Vendredi 17 septembre, le Magical Frêchescu Tour plantait à nouveau son grand chapiteau dans sa ville d'origine, la bonne ville de Montpellier. Pour l'inauguration de la « Place des Grands Hommes » et ses statues tant décriées. Presque simultanément, à Paris, Georges Frêche était honoré par les journalistes parisiens, lui décernant le Prix spécial du jury du prix humour et politique. Car c'est ça Frêche, à l'échelon national, un bon client pour les médias, celui vers qui se tourner pour la petite phrase qui tue et le bon mot, un Santini un peu trash en quelque sorte. En Languedoc-Roussillon, Frêche, c'est autre chose. C'est le Pouvoir. Et ce depuis plus de 30 ans.

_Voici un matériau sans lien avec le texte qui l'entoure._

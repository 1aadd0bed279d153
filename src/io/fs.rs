//! 文件管理抽象
//!
//! 核心消费四类文件操作：定位分块溢写文件、追加写入、删除、按序拼接。
//! `truncate` 用于 worker 启动时把溢写文件对齐到已持久化的进度，
//! 保证"写文件"和"记进度"之间被打断也不会破坏续传。

use crate::model::chunk::ChunkId;
use crate::model::task::Task;
use anyhow::{Context, Result};
use async_trait::async_trait;
use std::path::{Path, PathBuf};

/// 文件管理契约
#[async_trait]
pub trait FileManager: Send + Sync + 'static {
    /// 任务某个分块的溢写文件路径
    fn chunk_file_path(&self, task: &Task, chunk_id: ChunkId) -> PathBuf;

    /// 追加写入；文件不存在时创建
    async fn append(&self, path: &Path, data: &[u8]) -> Result<()>;

    /// 截断（或扩展）文件到指定长度；文件不存在时创建
    async fn truncate(&self, path: &Path, len: u64) -> Result<()>;

    /// 删除文件；文件不存在不算错误
    async fn delete(&self, path: &Path) -> Result<()>;

    /// 把 `sources` 依次拼接成 `dest`（覆盖写）
    async fn concatenate(&self, dest: &Path, sources: &[PathBuf]) -> Result<()>;
}

/// 溢写文件命名：`<目标路径>.chunk<分块ID>`
fn default_chunk_file_path(task: &Task, chunk_id: ChunkId) -> PathBuf {
    PathBuf::from(format!("{}.chunk{}", task.save_path().display(), chunk_id))
}

/// 基于 tokio::fs 的默认文件管理器
///
/// 溢写文件和目标文件放在同一目录
#[derive(Debug, Default, Clone, Copy)]
pub struct TokioFileManager;

impl TokioFileManager {
    pub fn new() -> Self {
        Self
    }
}

#[async_trait]
impl FileManager for TokioFileManager {
    fn chunk_file_path(&self, task: &Task, chunk_id: ChunkId) -> PathBuf {
        default_chunk_file_path(task, chunk_id)
    }

    async fn append(&self, path: &Path, data: &[u8]) -> Result<()> {
        use tokio::io::AsyncWriteExt;
        let mut file = tokio::fs::OpenOptions::new()
            .create(true)
            .append(true)
            .open(path)
            .await
            .with_context(|| format!("打开溢写文件失败: {}", path.display()))?;
        file.write_all(data)
            .await
            .with_context(|| format!("写入溢写文件失败: {}", path.display()))?;
        file.flush()
            .await
            .with_context(|| format!("刷新溢写文件失败: {}", path.display()))?;
        Ok(())
    }

    async fn truncate(&self, path: &Path, len: u64) -> Result<()> {
        let file = tokio::fs::OpenOptions::new()
            .create(true)
            .write(true)
            .open(path)
            .await
            .with_context(|| format!("打开溢写文件失败: {}", path.display()))?;
        file.set_len(len)
            .await
            .with_context(|| format!("截断溢写文件失败: {}", path.display()))?;
        Ok(())
    }

    async fn delete(&self, path: &Path) -> Result<()> {
        match tokio::fs::remove_file(path).await {
            Ok(()) => Ok(()),
            Err(e) if e.kind() == std::io::ErrorKind::NotFound => Ok(()),
            Err(e) => Err(e).with_context(|| format!("删除文件失败: {}", path.display())),
        }
    }

    async fn concatenate(&self, dest: &Path, sources: &[PathBuf]) -> Result<()> {
        use tokio::io::AsyncWriteExt;
        let mut dest_file = tokio::fs::File::create(dest)
            .await
            .with_context(|| format!("创建目标文件失败: {}", dest.display()))?;
        for source in sources {
            let mut source_file = tokio::fs::File::open(source)
                .await
                .with_context(|| format!("打开溢写文件失败: {}", source.display()))?;
            tokio::io::copy(&mut source_file, &mut dest_file)
                .await
                .with_context(|| format!("拼接 {} 失败", source.display()))?;
        }
        dest_file
            .flush()
            .await
            .with_context(|| format!("刷新目标文件失败: {}", dest.display()))?;
        Ok(())
    }
}

// ============================================================================
// 测试用的 Mock 实现
// ============================================================================

/// 测试工具：内存文件管理器
pub mod mock {
    use super::{default_chunk_file_path, FileManager};
    use crate::model::chunk::ChunkId;
    use crate::model::task::Task;
    use anyhow::{bail, Result};
    use async_trait::async_trait;
    use parking_lot::Mutex;
    use std::collections::HashMap;
    use std::path::{Path, PathBuf};
    use std::sync::Arc;
    use std::time::Duration;

    /// Mock 文件管理器：全部文件保存在内存中
    #[derive(Clone)]
    pub struct MockFileManager {
        files: Arc<Mutex<HashMap<PathBuf, Vec<u8>>>>,
        /// 拼接前的人为延迟，用于测试合并期间的取消时机
        concat_latency: Arc<Mutex<Duration>>,
    }

    impl MockFileManager {
        pub fn new() -> Self {
            Self {
                files: Arc::new(Mutex::new(HashMap::new())),
                concat_latency: Arc::new(Mutex::new(Duration::ZERO)),
            }
        }

        /// 读取文件内容
        pub fn file(&self, path: &Path) -> Option<Vec<u8>> {
            self.files.lock().get(path).cloned()
        }

        /// 当前存在的所有文件路径
        pub fn paths(&self) -> Vec<PathBuf> {
            self.files.lock().keys().cloned().collect()
        }

        /// 设置拼接前的人为延迟
        pub fn set_concat_latency(&self, latency: Duration) {
            *self.concat_latency.lock() = latency;
        }
    }

    impl Default for MockFileManager {
        fn default() -> Self {
            Self::new()
        }
    }

    #[async_trait]
    impl FileManager for MockFileManager {
        fn chunk_file_path(&self, task: &Task, chunk_id: ChunkId) -> PathBuf {
            default_chunk_file_path(task, chunk_id)
        }

        async fn append(&self, path: &Path, data: &[u8]) -> Result<()> {
            self.files
                .lock()
                .entry(path.to_path_buf())
                .or_default()
                .extend_from_slice(data);
            Ok(())
        }

        async fn truncate(&self, path: &Path, len: u64) -> Result<()> {
            self.files
                .lock()
                .entry(path.to_path_buf())
                .or_default()
                .resize(len as usize, 0);
            Ok(())
        }

        async fn delete(&self, path: &Path) -> Result<()> {
            self.files.lock().remove(path);
            Ok(())
        }

        async fn concatenate(&self, dest: &Path, sources: &[PathBuf]) -> Result<()> {
            let latency = *self.concat_latency.lock();
            if !latency.is_zero() {
                tokio::time::sleep(latency).await;
            }
            let mut files = self.files.lock();
            let mut merged = Vec::new();
            for source in sources {
                match files.get(source) {
                    Some(data) => merged.extend_from_slice(data),
                    None => bail!("溢写文件不存在: {}", source.display()),
                }
            }
            files.insert(dest.to_path_buf(), merged);
            Ok(())
        }
    }
}

#[cfg(test)]
mod tests {
    use super::mock::MockFileManager;
    use super::*;

    #[test]
    fn test_chunk_file_path_naming() {
        let task = Task::builder("http://example.com/a.bin", "/tmp/a.bin").build();
        let manager = TokioFileManager::new();
        assert_eq!(
            manager.chunk_file_path(&task, 7),
            PathBuf::from("/tmp/a.bin.chunk7")
        );
    }

    #[tokio::test]
    async fn test_mock_append_truncate_delete() {
        let manager = MockFileManager::new();
        let path = PathBuf::from("/virtual/a.bin.chunk1");

        manager.append(&path, b"hello ").await.unwrap();
        manager.append(&path, b"world").await.unwrap();
        assert_eq!(manager.file(&path).unwrap(), b"hello world");

        manager.truncate(&path, 5).await.unwrap();
        assert_eq!(manager.file(&path).unwrap(), b"hello");

        manager.delete(&path).await.unwrap();
        assert!(manager.file(&path).is_none());
        // 重复删除不算错误
        manager.delete(&path).await.unwrap();
    }

    #[tokio::test]
    async fn test_mock_concatenate_in_order() {
        let manager = MockFileManager::new();
        let a = PathBuf::from("/virtual/x.chunk1");
        let b = PathBuf::from("/virtual/x.chunk2");
        manager.append(&a, b"AAAA").await.unwrap();
        manager.append(&b, b"BB").await.unwrap();

        let dest = PathBuf::from("/virtual/x");
        manager
            .concatenate(&dest, &[a.clone(), b.clone()])
            .await
            .unwrap();
        assert_eq!(manager.file(&dest).unwrap(), b"AAAABB");

        // 缺失的溢写文件应该报错
        let missing = PathBuf::from("/virtual/x.chunk9");
        assert!(manager.concatenate(&dest, &[missing]).await.is_err());
    }

    #[tokio::test]
    async fn test_tokio_file_manager_round_trip() {
        let dir = std::env::temp_dir().join(format!("downpour_fs_test_{}", std::process::id()));
        tokio::fs::create_dir_all(&dir).await.unwrap();

        let manager = TokioFileManager::new();
        let part1 = dir.join("out.bin.chunk1");
        let part2 = dir.join("out.bin.chunk2");
        let dest = dir.join("out.bin");

        manager.append(&part1, b"0123").await.unwrap();
        manager.append(&part1, b"4567").await.unwrap();
        manager.append(&part2, b"89").await.unwrap();

        // 截断到已持久化的进度
        manager.truncate(&part1, 6).await.unwrap();

        manager
            .concatenate(&dest, &[part1.clone(), part2.clone()])
            .await
            .unwrap();
        let merged = tokio::fs::read(&dest).await.unwrap();
        assert_eq!(merged, b"01234589");

        manager.delete(&part1).await.unwrap();
        manager.delete(&part2).await.unwrap();
        manager.delete(&dest).await.unwrap();
        tokio::fs::remove_dir_all(&dir).await.unwrap();
    }
}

Député socialiste, maire de Montpellier pendant presque 30 ans, président de la communauté d'agglomération de Montpellier depuis plus de 30 ans, président réélu du conseil régional du Languedoc- Roussillon depuis 2004. Il est l'homme fort de la région. Qu'il a d'ailleurs rendue à la gauche après 20 ans de règne de Jacques Blanc. Frêche, c'est une ambition démesurée, seulement contrariée au niveau national par le désamour de François Mitterrand (il se vengera dès son accession à la présidence du conseil régional en faisant nommer le placard à balais « salle François Mitterrand »).

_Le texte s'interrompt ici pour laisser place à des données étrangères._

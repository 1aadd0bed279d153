//! 分块 worker
//!
//! 一个 worker 只负责下载一个分块的字节区间，流式追加到该分块的
//! 溢写文件，边下边把进度持久化到任务存储、把字节数上报给速度计。
//!
//! 拆分协调：worker 与 Moderator 共享一个 `ChunkSpan`。Moderator 在
//! 拆分时原子地收窄 span 的终点；worker 对收到的每一帧先经过
//! `ChunkSpan::accept` 裁剪，保证绝不越过收窄后的边界写入。

use crate::io::fs::FileManager;
use crate::io::http::HttpClient;
use crate::manager::TaskManager;
use crate::model::chunk::Chunk;
use crate::model::task::Task;
use crate::speed::SpeedMeter;
use crate::worker::WorkerSink;
use futures::StreamExt;
use log::{debug, error};
use parking_lot::Mutex;
use std::path::PathBuf;
use std::sync::Arc;
use tokio_util::sync::CancellationToken;

/// 分块 worker 与 Moderator 共享的区间状态
///
/// `begin` 不可变；`end` 只会被 Moderator 的拆分收窄；`downloaded`
/// 只被持有该 span 的 worker 推进。单把锁保证两者的读改写原子。
pub(crate) struct ChunkSpan {
    begin: u64,
    /// false 表示"整个文件"分块（不可续传任务），没有已知终点
    bounded: bool,
    inner: Mutex<SpanState>,
}

struct SpanState {
    end: u64,
    downloaded: u64,
}

impl ChunkSpan {
    pub(crate) fn new(chunk: &Chunk) -> Self {
        match chunk.range() {
            Some((begin, end)) => Self {
                begin,
                bounded: true,
                inner: Mutex::new(SpanState {
                    end,
                    downloaded: chunk.downloaded(),
                }),
            },
            None => Self {
                begin: 0,
                bounded: false,
                inner: Mutex::new(SpanState {
                    end: 0,
                    downloaded: 0,
                }),
            },
        }
    }

    /// 剩余字节数；整文件分块长度未知，视为最大（拆分排序时垫底无妨，
    /// 反正不可续传任务不会进拆分流程）
    pub(crate) fn remaining(&self) -> u64 {
        if !self.bounded {
            return u64::MAX;
        }
        let state = self.inner.lock();
        (state.end - self.begin + 1).saturating_sub(state.downloaded)
    }

    /// 本次 HTTP 请求的闭区间 `[begin + downloaded, end]`；整文件分块为 `None`
    pub(crate) fn request_range(&self) -> Option<(u64, u64)> {
        if !self.bounded {
            return None;
        }
        let state = self.inner.lock();
        Some((self.begin + state.downloaded, state.end))
    }

    /// 接收 `n` 字节：裁剪到当前终点并推进进度
    ///
    /// # Returns
    ///
    /// `(实际接收量, 是否恰好到达终点)`
    pub(crate) fn accept(&self, n: u64) -> (u64, bool) {
        let mut state = self.inner.lock();
        if !self.bounded {
            state.downloaded += n;
            return (n, false);
        }
        let len = state.end - self.begin + 1;
        let take = n.min(len.saturating_sub(state.downloaded));
        state.downloaded += take;
        (take, state.downloaded >= len)
    }

    /// 区间是否已全部下载
    pub(crate) fn is_complete(&self) -> bool {
        if !self.bounded {
            return false;
        }
        let state = self.inner.lock();
        state.downloaded >= state.end - self.begin + 1
    }

    /// 拆分：把剩余区间的后一半划给新分块，原子收窄本 span 的终点
    ///
    /// # Returns
    ///
    /// 新分块的闭区间；剩余不足 `2 × min_chunk_length` 或整文件分块
    /// 返回 `None`（"无可拆分"）
    pub(crate) fn split(&self, min_chunk_length: u64) -> Option<(u64, u64)> {
        if !self.bounded {
            return None;
        }
        let mut state = self.inner.lock();
        let len = state.end - self.begin + 1;
        let remaining = len.saturating_sub(state.downloaded);
        if remaining <= 2 * min_chunk_length {
            return None;
        }
        let keep = remaining / 2;
        let new_begin = self.begin + state.downloaded + keep;
        let tail_end = state.end;
        state.end = new_begin - 1;
        Some((new_begin, tail_end))
    }
}

/// 分块下载的终结方式
enum Outcome {
    Finished,
    Interrupted,
}

/// 分块 worker
///
/// `run` 消费自身，一生恰好通过 sink 发出一个终结事件：
/// 完成 / 错误 / 被中断。不重启；恢复下载由 Moderator 创建新 worker。
pub(crate) struct ChunkWorker {
    task: Task,
    chunk: Chunk,
    spill_path: PathBuf,
    http: Arc<dyn HttpClient>,
    tasks: Arc<dyn TaskManager>,
    files: Arc<dyn FileManager>,
    speed: Arc<SpeedMeter>,
    span: Arc<ChunkSpan>,
    token: CancellationToken,
    sink: WorkerSink,
}

impl ChunkWorker {
    #[allow(clippy::too_many_arguments)]
    pub(crate) fn new(
        task: Task,
        chunk: Chunk,
        spill_path: PathBuf,
        http: Arc<dyn HttpClient>,
        tasks: Arc<dyn TaskManager>,
        files: Arc<dyn FileManager>,
        speed: Arc<SpeedMeter>,
        span: Arc<ChunkSpan>,
        token: CancellationToken,
        sink: WorkerSink,
    ) -> Self {
        Self {
            task,
            chunk,
            spill_path,
            http,
            tasks,
            files,
            speed,
            span,
            token,
            sink,
        }
    }

    pub(crate) async fn run(self) {
        let task_id = self.task.id();
        let chunk_id = self.chunk.id();
        match self.download().await {
            Ok(Outcome::Finished) => {
                debug!("chunk-{} 下载完成 (task-{})", chunk_id, task_id);
                self.sink.chunk_finished(task_id, chunk_id);
            }
            Ok(Outcome::Interrupted) => {
                debug!("chunk-{} 被中断 (task-{})", chunk_id, task_id);
                self.sink.chunk_interrupted(chunk_id);
            }
            Err(e) => {
                let reason = format!("{e:#}");
                error!("chunk-{} 下载失败 (task-{}): {}", chunk_id, task_id, reason);
                self.sink.chunk_error(task_id, chunk_id, reason);
            }
        }
    }

    async fn download(&self) -> anyhow::Result<Outcome> {
        // 把溢写文件对齐到已持久化的进度。整文件分块无法按范围续传，
        // 一律从头重下。
        let resume_from = if self.chunk.is_whole_file() {
            0
        } else {
            self.chunk.downloaded()
        };
        self.files.truncate(&self.spill_path, resume_from).await?;

        let range = self.span.request_range();
        debug!(
            "chunk-{} 请求 {:?} (已完成 {} 字节)",
            self.chunk.id(),
            range,
            resume_from
        );
        let mut stream = self.http.open(&self.task, range).await?;

        loop {
            tokio::select! {
                biased;
                _ = self.token.cancelled() => return Ok(Outcome::Interrupted),
                item = stream.next() => match item {
                    Some(Ok(bytes)) => {
                        let (take, done) = self.span.accept(bytes.len() as u64);
                        if take > 0 {
                            self.files
                                .append(&self.spill_path, &bytes[..take as usize])
                                .await?;
                            self.tasks.add_chunk_downloaded(self.chunk.id(), take);
                            self.speed.record(take);
                        }
                        if done {
                            return Ok(Outcome::Finished);
                        }
                    }
                    Some(Err(e)) => return Err(e),
                    None => {
                        if self.chunk.is_whole_file() {
                            self.tasks.mark_chunk_finished(self.chunk.id());
                            return Ok(Outcome::Finished);
                        }
                        if self.span.is_complete() {
                            return Ok(Outcome::Finished);
                        }
                        anyhow::bail!("服务器提前结束响应，剩余 {} 字节", self.span.remaining());
                    }
                }
            }
        }
    }
}

#[cfg(test)]
mod tests {
    use super::*;

    fn ranged_chunk(begin: u64, end: u64, downloaded: u64) -> Chunk {
        let mut chunk = Chunk::new(1, Some((begin, end)));
        chunk.add_downloaded(downloaded);
        chunk
    }

    #[test]
    fn test_span_accept_clips_at_end() {
        let span = ChunkSpan::new(&ranged_chunk(0, 99, 0));
        let (take, done) = span.accept(60);
        assert_eq!(take, 60);
        assert!(!done);

        // 超出终点的部分被裁掉
        let (take, done) = span.accept(100);
        assert_eq!(take, 40);
        assert!(done);

        // 到达终点后不再接收
        let (take, done) = span.accept(10);
        assert_eq!(take, 0);
        assert!(done);
    }

    #[test]
    fn test_span_request_range_resumes() {
        let span = ChunkSpan::new(&ranged_chunk(100, 299, 50));
        assert_eq!(span.request_range(), Some((150, 299)));
        assert_eq!(span.remaining(), 150);
    }

    #[test]
    fn test_span_split_halves_remaining() {
        let span = ChunkSpan::new(&ranged_chunk(0, 999, 100));
        // 剩余 900，min 100：留 450，新分块拿 [550, 999]
        let tail = span.split(100).unwrap();
        assert_eq!(tail, (550, 999));
        assert_eq!(span.request_range(), Some((100, 549)));

        // 拆分前后剩余总量不变
        let tail_len = tail.1 - tail.0 + 1;
        assert_eq!(span.remaining() + tail_len, 900);
    }

    #[test]
    fn test_span_split_respects_min_length() {
        let span = ChunkSpan::new(&ranged_chunk(0, 999, 0));
        // 剩余 1000 ≤ 2 × 500，无可拆分
        assert!(span.split(500).is_none());
        // 下限更小时可以拆
        assert!(span.split(400).is_some());
    }

    #[test]
    fn test_span_split_never_cuts_downloaded_bytes() {
        let span = ChunkSpan::new(&ranged_chunk(0, 999, 600));
        let tail = span.split(100).unwrap();
        // 新分块起点必须在已下载区域之后
        assert!(tail.0 > 600);
        assert!(!span.is_complete());
    }

    #[test]
    fn test_whole_file_span() {
        let span = ChunkSpan::new(&Chunk::new(1, None));
        assert_eq!(span.request_range(), None);
        assert_eq!(span.remaining(), u64::MAX);
        assert!(span.split(1).is_none());

        let (take, done) = span.accept(4096);
        assert_eq!(take, 4096);
        assert!(!done);
    }
}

Contrarié, Frêchescu(comme on le nomme ici) mettra sa mégalo au service de la ville de Montpellier. Frêche c'est Montpellier et Montpellier c'est Frêche. C'est aussi la ville Nicollin, du nom de l'entrepreneur ami qui se voit allouer la plupart des marchés publics dans le domaine du traitement et de la collecte des déchets, ainsi que le contrôle des différents clubs sportifs du département toutes disciplines confondues. Là où ces deux pachydermes passent, l'herbe ne repousse pas. Les opposants non plus d'ailleurs. Sous leurs airs débonnaires de personnages tout droits sortis d'une Pagnolade, nos dinosaures restent des animaux à sang froid.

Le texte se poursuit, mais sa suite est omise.